• TASK GOAL:
Filter the entries down to the lines holding "RwLock", then copy those lines.

• DATA FOR THIS TASK:
//! Document lifecycle events.

use std::sync::Arc;

use parking_lot::RwLock;

use super::Document;

/// Lifecycle event kinds.
#[derive(Debug, Clone, Copy, PartialEq, Eq, Hash)]
pub enum DocumentEvent {
    Open,
    Change,
    Close,
}

/// Every notification fires `Pre`, then `Main`, then `Post` listeners.
#[derive(Debug, Clone, Copy, PartialEq, Eq, Hash)]
pub enum Phase {
    Pre,
    Main,
    Post,
}

impl Phase {
    pub const ALL: [Phase; 3] = [Phase::Pre, Phase::Main, Phase::Post];
}

pub type Listener<D> = Arc<dyn Fn(&D) + Send + Sync>;

struct Subscription {
    event: DocumentEvent,
    phase: Phase,
    listener: Listener<Document>,
}

/// Subscriber lists for document events.
#[derive(Default)]
pub struct EventBus {
    subscriptions: RwLock<Vec<Subscription>>,
}

impl std::fmt::Debug for EventBus {
    fn fmt(&self, f: &mut std::fmt::Formatter<'_>) -> std::fmt::Result {
        f.debug_struct("EventBus")
            .field("subscriptions", &self.subscriptions.read().len())
            .finish()
    }
}

impl EventBus {
    pub fn new() -> Self {
        Self::default()
    }

    pub fn subscribe(&self, event: DocumentEvent, phase: Phase, listener: Listener<Document>) {
        self.subscriptions.write().push(Subscription {
            event,
            phase,
            listener,
        });
    }

    pub fn notify(&self, event: DocumentEvent, document: &Document) {
        for phase in Phase::ALL {
            // Snapshot so listeners may subscribe while being notified.
            let listeners: Vec<Listener<Document>> = self
                .subscriptions
                .read()
                .iter()
                .filter(|s| s.event == event && s.phase == phase)
                .map(|s| Arc::clone(&s.listener))
                .collect();
            for listener in listeners {
                listener(document);
            }
        }
    }
}

#[cfg(test)]
mod tests {
    use super::*;
    use parking_lot::Mutex;
    use tower_lsp::lsp_types::Url;

    #[test]
    fn phases_fire_in_order() {
        let bus = EventBus::new();
        let log = Arc::new(Mutex::new(Vec::new()));
        for (phase, name) in [(Phase::Post, "post"), (Phase::Main, "main"), (Phase::Pre, "pre")] {
            let log = Arc::clone(&log);
            bus.subscribe(
                DocumentEvent::Change,
                phase,
                Arc::new(move |_: &Document| log.lock().push(name)),
            );
        }
        let close_log = Arc::clone(&log);
        bus.subscribe(
            DocumentEvent::Close,
            Phase::Main,
            Arc::new(move |_: &Document| close_log.lock().push("close")),
        );

        let doc = Document::new(Url::parse("file:///a.svelte").unwrap(), "", 1);
        bus.notify(DocumentEvent::Change, &doc);
        assert_eq!(*log.lock(), vec!["pre", "main", "post"]);
    }
}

• RESULT OF THE EXERCISE:
use parking_lot::RwLock;
    subscriptions: RwLock<Vec<Subscription>>,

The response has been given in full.